You throw your pillow at him for that. The satisfaction of nailing him square in the face somewhat mitigates your embarrassment.

 

Later, after you both compose yourselves and get ready for the day, he helps you change the dressing on your side with a noted lack of suggestive comments. To your surprise he conducts himself like a perfect gentleman, keeping your mind off of your morning blunder with amiable talk about food and weapons, and even asking you for your opinion on the letter he'd been writing the night before. He does press a vial of medicine on you, however, and refuses to budge until you down the foul stuff in one gulp.

"I'd quite forgotten to tell you yesterday, but Master Alphinaud will be joining us anon. He's quite worried about you!" Well _he should be worried,_ your eyes say as you glare hard at the now-empty vial sitting innocuously at the bedside table. Look at the garbage they label 'medicine' around here.

Haurchefant cheerfully ignores your petulant expression and continues.

"Full glad he'll be to see you safely in one piece!

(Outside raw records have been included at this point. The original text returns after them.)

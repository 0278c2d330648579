//! Java grammar driven by tree-sitter-java.
//!
//! The concrete syntax tree is walked in document order and translated into
//! [`ParseEvent`]s. Comments and syntax errors are collected up front and
//! released just before the first event anchored after them.

use jscope_core::error::{JscopeError, Result};
use jscope_core::event::{
    Construct, EventSink, Grammar, LoopKind, ParseEvent, TypeDefKind, TypeParam,
};
use jscope_core::token::{LocatableToken, TokenKind};
use std::collections::VecDeque;
use tracing::debug;
use tree_sitter::{Language, Node, Parser};

#[derive(Clone)]
pub struct JavaGrammar {
    language: Language,
}

impl JavaGrammar {
    pub fn new() -> Self {
        Self {
            language: tree_sitter_java::LANGUAGE.into(),
        }
    }
}

impl Default for JavaGrammar {
    fn default() -> Self {
        Self::new()
    }
}

impl Grammar for JavaGrammar {
    fn parse(&self, text: &str, sink: &mut dyn EventSink) -> Result<()> {
        let mut parser = Parser::new();
        parser
            .set_language(&self.language)
            .map_err(|e| JscopeError::Parsing(e.to_string()))?;
        let tree = parser
            .parse(text, None)
            .ok_or_else(|| JscopeError::Parsing("tree-sitter produced no tree".to_string()))?;
        let root = tree.root_node();

        let mut walker = Walker::new(text, sink, root);
        debug!(
            comments = walker.comments.len(),
            syntax_errors = walker.pending.len() - walker.comments.len(),
            "java source parsed"
        );
        walker.program(root)?;
        walker.finish()
    }
}

struct CommentSpan {
    start: usize,
    end: usize,
    token: LocatableToken,
}

struct Walker<'t, 's> {
    text: &'t str,
    sink: &'s mut dyn EventSink,
    /// Sorted by start offset.
    comments: Vec<CommentSpan>,
    /// Comments and errors not yet released, in source order.
    pending: VecDeque<((u32, u32), ParseEvent)>,
}
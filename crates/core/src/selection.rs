use crate::token::LocatableToken;
use serde::Serialize;

/// A source span in 1-based line/column coordinates, end exclusive.
#[derive(Debug, Clone, Copy, PartialEq, Eq, Hash, Serialize)]
pub struct Selection {
    pub line: u32,
    pub column: u32,
    pub end_line: u32,
    pub end_column: u32,
}

impl Selection {
    pub fn new(line: u32, column: u32, end_line: u32, end_column: u32) -> Self {
        Self {
            line,
            column,
            end_line,
            end_column,
        }
    }

    /// An empty selection, used as an insertion point.
    pub fn point(line: u32, column: u32) -> Self {
        Self::new(line, column, line, column)
    }

    pub fn of_token(token: &LocatableToken) -> Self {
        Self::new(token.line, token.column, token.end_line, token.end_column)
    }

    /// Span from the first to the last token.
    pub fn of_tokens(tokens: &[LocatableToken]) -> Option<Self> {
        let first = tokens.first()?;
        let last = tokens.last()?;
        Some(Self::new(first.line, first.column, last.end_line, last.end_column))
    }

    pub fn is_empty(&self) -> bool {
        self.start() == self.end()
    }

    pub fn start(&self) -> (u32, u32) {
        (self.line, self.column)
    }

    pub fn end(&self) -> (u32, u32) {
        (self.end_line, self.end_column)
    }

    /// The insertion point just past this selection.
    pub fn end_point(&self) -> Self {
        Self::point(self.end_line, self.end_column)
    }

    pub fn extend_end(&mut self, line: u32, column: u32) {
        self.end_line = line;
        self.end_column = column;
    }

    /// Grows this selection to also cover `other`.
    pub fn combine_with(&mut self, other: &Selection) {
        if other.start() < self.start() {
            self.line = other.line;
            self.column = other.column;
        }
        if other.end() > self.end() {
            self.end_line = other.end_line;
            self.end_column = other.end_column;
        }
    }
}
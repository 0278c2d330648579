//! Tokens as delivered by a grammar.
//!
//! Lines and columns are 1-based. Columns count bytes, and the end position is
//! exclusive: a token `foo` at column 5 ends at column 8.

use serde::Serialize;
use std::fmt;

#[derive(Debug, Clone, Copy, PartialEq, Eq, Hash, Serialize)]
#[serde(rename_all = "snake_case")]
pub enum PrimitiveKind {
    Boolean,
    Byte,
    Char,
    Short,
    Int,
    Long,
    Float,
    Double,
    Void,
}

impl PrimitiveKind {
    pub fn from_keyword(text: &str) -> Option<Self> {
        let kind = match text {
            "boolean" => Self::Boolean,
            "byte" => Self::Byte,
            "char" => Self::Char,
            "short" => Self::Short,
            "int" => Self::Int,
            "long" => Self::Long,
            "float" => Self::Float,
            "double" => Self::Double,
            "void" => Self::Void,
            _ => return None,
        };
        Some(kind)
    }

    pub fn keyword(self) -> &'static str {
        match self {
            Self::Boolean => "boolean",
            Self::Byte => "byte",
            Self::Char => "char",
            Self::Short => "short",
            Self::Int => "int",
            Self::Long => "long",
            Self::Float => "float",
            Self::Double => "double",
            Self::Void => "void",
        }
    }
}

impl fmt::Display for PrimitiveKind {
    fn fmt(&self, f: &mut fmt::Formatter<'_>) -> fmt::Result {
        f.write_str(self.keyword())
    }
}

const KEYWORDS: &[&str] = &[
    "abstract",
    "assert",
    "break",
    "case",
    "catch",
    "class",
    "const",
    "continue",
    "default",
    "do",
    "else",
    "enum",
    "final",
    "finally",
    "for",
    "goto",
    "if",
    "implements",
    "import",
    "instanceof",
    "interface",
    "native",
    "new",
    "package",
    "private",
    "protected",
    "public",
    "return",
    "static",
    "strictfp",
    "switch",
    "synchronized",
    "this",
    "throw",
    "throws",
    "transient",
    "try",
    "volatile",
    "while",
    "true",
    "false",
    "null",
];

#[derive(Debug, Clone, Copy, PartialEq, Eq, Hash)]
pub enum TokenKind {
    Identifier,
    Primitive(PrimitiveKind),
    Extends,
    Super,
    Keyword,
    Dot,
    Comma,
    Lt,
    Gt,
    /// `>>`, closing two type argument lists at once.
    ShiftRight,
    /// `>>>`, closing three type argument lists at once.
    UnsignedShiftRight,
    Question,
    LBracket,
    RBracket,
    LBrace,
    RBrace,
    LParen,
    RParen,
    Semicolon,
    Ellipsis,
    Ampersand,
    At,
    BlockComment,
    LineComment,
    Other,
}

impl TokenKind {
    /// Classifies raw token text. Contextual keywords (`var`, `record`, `yield`)
    /// are identifiers.
    pub fn classify(text: &str) -> Self {
        match text {
            "." => return Self::Dot,
            "," => return Self::Comma,
            "<" => return Self::Lt,
            ">" => return Self::Gt,
            ">>" => return Self::ShiftRight,
            ">>>" => return Self::UnsignedShiftRight,
            "?" => return Self::Question,
            "[" => return Self::LBracket,
            "]" => return Self::RBracket,
            "{" => return Self::LBrace,
            "}" => return Self::RBrace,
            "(" => return Self::LParen,
            ")" => return Self::RParen,
            ";" => return Self::Semicolon,
            "..." => return Self::Ellipsis,
            "&" => return Self::Ampersand,
            "@" => return Self::At,
            "extends" => return Self::Extends,
            "super" => return Self::Super,
            _ => {}
        }
        if text.starts_with("/*") {
            return Self::BlockComment;
        }
        if text.starts_with("//") {
            return Self::LineComment;
        }
        if let Some(kind) = PrimitiveKind::from_keyword(text) {
            return Self::Primitive(kind);
        }
        if KEYWORDS.contains(&text) {
            return Self::Keyword;
        }
        let mut chars = text.chars();
        match chars.next() {
            Some(c) if c.is_alphabetic() || c == '_' || c == '$' => {
                if chars.all(|c| c.is_alphanumeric() || c == '_' || c == '$') {
                    Self::Identifier
                } else {
                    Self::Other
                }
            }
            _ => Self::Other,
        }
    }

    pub fn is_comment(self) -> bool {
        matches!(self, Self::BlockComment | Self::LineComment)
    }

    /// Number of type argument lists a closing token terminates.
    pub fn closing_depth(self) -> Option<i32> {
        match self {
            Self::Gt => Some(1),
            Self::ShiftRight => Some(2),
            Self::UnsignedShiftRight => Some(3),
            _ => None,
        }
    }
}

#[derive(Debug, Clone, PartialEq, Eq, Hash)]
pub struct LocatableToken {
    pub kind: TokenKind,
    pub text: String,
    pub line: u32,
    pub column: u32,
    pub end_line: u32,
    pub end_column: u32,
}

impl LocatableToken {
    /// Builds a token starting at `line:column`, deriving its end from the text.
    pub fn new(text: impl Into<String>, line: u32, column: u32) -> Self {
        let text = text.into();
        let kind = TokenKind::classify(&text);
        Self::with_kind(kind, text, line, column)
    }

    pub fn with_kind(kind: TokenKind, text: impl Into<String>, line: u32, column: u32) -> Self {
        let text = text.into();
        let (end_line, end_column) = match text.rfind('\n') {
            Some(last_newline) => {
                let newlines = text.matches('\n').count() as u32;
                (line + newlines, (text.len() - last_newline) as u32)
            }
            None => (line, column + text.len() as u32),
        };
        Self {
            kind,
            text,
            line,
            column,
            end_line,
            end_column,
        }
    }

    pub fn is(&self, kind: TokenKind) -> bool {
        self.kind == kind
    }

    pub fn start(&self) -> (u32, u32) {
        (self.line, self.column)
    }

    pub fn end(&self) -> (u32, u32) {
        (self.end_line, self.end_column)
    }
}

impl fmt::Display for LocatableToken {
    fn fmt(&self, f: &mut fmt::Formatter<'_>) -> fmt::Result {
        write!(f, "`{}` at {}:{}", self.text, self.line, self.column)
    }
}

/// Joins token texts without separators, as they would be written in source.
pub fn join_tokens(tokens: &[LocatableToken]) -> String {
    let mut out = String::new();
    for token in tokens {
        if matches!(token.kind, TokenKind::Extends | TokenKind::Super) {
            out.push(' ');
            out.push_str(&token.text);
            out.push(' ');
        } else if token.kind == TokenKind::Comma {
            out.push_str(", ");
        } else {
            out.push_str(&token.text);
        }
    }
    out
}
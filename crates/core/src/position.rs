/// Translates between 1-based `(line, column)` pairs and byte offsets.
#[derive(Debug, Clone)]
pub struct LineMap {
    line_starts: Vec<usize>,
    len: usize,
}

impl LineMap {
    pub fn new(text: &str) -> Self {
        let mut line_starts = vec![0];
        line_starts.extend(text.match_indices('\n').map(|(i, _)| i + 1));
        Self {
            line_starts,
            len: text.len(),
        }
    }

    /// Length of the document in bytes.
    pub fn len(&self) -> usize {
        self.len
    }

    pub fn is_empty(&self) -> bool {
        self.len == 0
    }

    pub fn line_count(&self) -> usize {
        self.line_starts.len()
    }

    /// Byte offset of `line:column`. Positions outside the document are
    /// clamped: lines past the end map to the document length, and columns
    /// past the end of a line map to that line's terminator.
    pub fn position(&self, line: u32, column: u32) -> usize {
        let index = (line as usize).saturating_sub(1);
        let Some(&start) = self.line_starts.get(index) else {
            return self.len;
        };
        let line_end = self
            .line_starts
            .get(index + 1)
            .map_or(self.len, |next| next - 1);
        let column = (column as usize).saturating_sub(1);
        (start + column).min(line_end)
    }

    /// Inverse of [`LineMap::position`] for offsets inside the document.
    pub fn line_col(&self, offset: usize) -> (u32, u32) {
        let offset = offset.min(self.len);
        let index = self
            .line_starts
            .partition_point(|&start| start <= offset)
            .saturating_sub(1);
        let column = offset - self.line_starts[index];
        (index as u32 + 1, column as u32 + 1)
    }
}
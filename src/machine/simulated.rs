//! # Simulated Machine
//!
//! In-memory stand-in for the real machine. Moves are applied instantly and
//! never checked against limits, so it also shows what the clamp let through.

use async_trait::async_trait;
use std::collections::VecDeque;
use tracing::debug;

use super::Machine;
use crate::error::Result;
use crate::motion::{AxisLimits, Displacement, MachinePosition};

/// Number of recent moves kept for inspection
pub const MOVE_HISTORY_LEN: usize = 64;

/// Machine that keeps its state in memory.
#[derive(Debug, Clone)]
pub struct SimulatedMachine {
    position: MachinePosition,
    limits: AxisLimits,
    tool_locked: bool,
    recent_moves: VecDeque<Displacement>,
    move_count: u64,
}

impl SimulatedMachine {
    #[must_use]
    pub fn new(limits: AxisLimits, start: MachinePosition) -> Self {
        Self {
            position: start,
            limits,
            tool_locked: false,
            recent_moves: VecDeque::with_capacity(MOVE_HISTORY_LEN),
            move_count: 0,
        }
    }

    /// Current position without going through the async trait.
    #[must_use]
    pub fn current_position(&self) -> MachinePosition {
        self.position
    }

    /// Returns true if the tool lock macro ran last.
    #[must_use]
    pub fn tool_locked(&self) -> bool {
        self.tool_locked
    }

    /// The last [`MOVE_HISTORY_LEN`] moves received, oldest first.
    #[must_use]
    pub fn moves(&self) -> Vec<Displacement> {
        self.recent_moves.iter().copied().collect()
    }

    /// Total number of moves received.
    #[must_use]
    pub fn move_count(&self) -> u64 {
        self.move_count
    }
}

#[async_trait]
impl Machine for SimulatedMachine {
    async fn position(&mut self) -> Result<MachinePosition> {
        Ok(self.position)
    }

    async fn axis_limits(&mut self) -> Result<AxisLimits> {
        Ok(self.limits)
    }

    async fn move_by(&mut self, delta: Displacement) -> Result<()> {
        self.position = self.position.offset_by(delta);
        if self.recent_moves.len() == MOVE_HISTORY_LEN {
            self.recent_moves.pop_front();
        }
        self.recent_moves.push_back(delta);
        self.move_count += 1;
        debug!("simulated move {:?} -> {:?}", delta, self.position);
        Ok(())
    }

    async fn tool_lock(&mut self) -> Result<()> {
        self.tool_locked = true;
        Ok(())
    }

    async fn tool_unlock(&mut self) -> Result<()> {
        self.tool_locked = false;
        Ok(())
    }
}

#[cfg(test)]
mod tests {
    use super::*;
    use crate::motion::AxisRange;

    fn machine() -> SimulatedMachine {
        let range = AxisRange::new(0.0, 300.0);
        SimulatedMachine::new(
            AxisLimits::new(range, range, range),
            MachinePosition::new(150.0, 150.0, 150.0),
        )
    }

    #[tokio::test]
    async fn test_moves_accumulate() {
        let mut m = machine();
        m.move_by(Displacement::new(10.0, 0.0, 0.0)).await.unwrap();
        m.move_by(Displacement::new(0.0, -5.0, 2.0)).await.unwrap();

        assert_eq!(m.position().await.unwrap(), MachinePosition::new(160.0, 145.0, 152.0));
        assert_eq!(m.moves().len(), 2);
        assert_eq!(m.move_count(), 2);
    }

    #[tokio::test]
    async fn test_move_history_is_capped() {
        let mut m = machine();
        for i in 0..(MOVE_HISTORY_LEN + 10) {
            m.move_by(Displacement::new(0.0, 0.0, i as f64 * 0.001)).await.unwrap();
        }

        let moves = m.moves();
        assert_eq!(moves.len(), MOVE_HISTORY_LEN);
        assert_eq!(moves[0], Displacement::new(0.0, 0.0, 10.0 * 0.001));
        assert_eq!(m.move_count(), (MOVE_HISTORY_LEN + 10) as u64);
    }

    #[tokio::test]
    async fn test_tool_lock_state() {
        let mut m = machine();
        assert!(!m.tool_locked());
        m.tool_lock().await.unwrap();
        assert!(m.tool_locked());
        m.tool_unlock().await.unwrap();
        assert!(!m.tool_locked());
    }

    #[test]
    fn test_limits_reported_verbatim() {
        let mut m = machine();
        let limits = tokio_test::block_on(m.axis_limits()).unwrap();
        assert_eq!(limits.range(crate::motion::Axis::Z), AxisRange::new(0.0, 300.0));
    }
}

I expect he'll want to know how you got in such a state."

That reminds you. While you haphazardly comb your fingers through your hair to get it into a marginally acceptable condition, you nod at the bathtub in the corner and cock an eyebrow in silent question at your host. You haven't had a chance to really get squeaky clean from head to toe for a few days now, and though Alphinaud isn't the type to really get nosy about the state of your upkeep, he does notice these things in his own quiet fashion. He might think you're more severely injured than you feel you are if you aren't permitted to bathe yourself.

"Yes, yes, of course. Water can be heated for you while we eat, if you wish."

 

There are a few small quirks you take note of at the breakfast table after your chagrin fades a little. Haurchefant seems... happier. His tone is light when he speaks with you. There's a spring in his step that you've never seen before, and he openly waggles an eyebrow at you in teasing fashion when nobody else is looking. Medguistl actually notes you slowly going redder and redder in the face and asks if you're feeling well as she serves you breakfast - you hurriedly assure her that you're in fine form, despite the fact the Lord of Dragonhead is outrageously flirting with you while the cook's back is turned.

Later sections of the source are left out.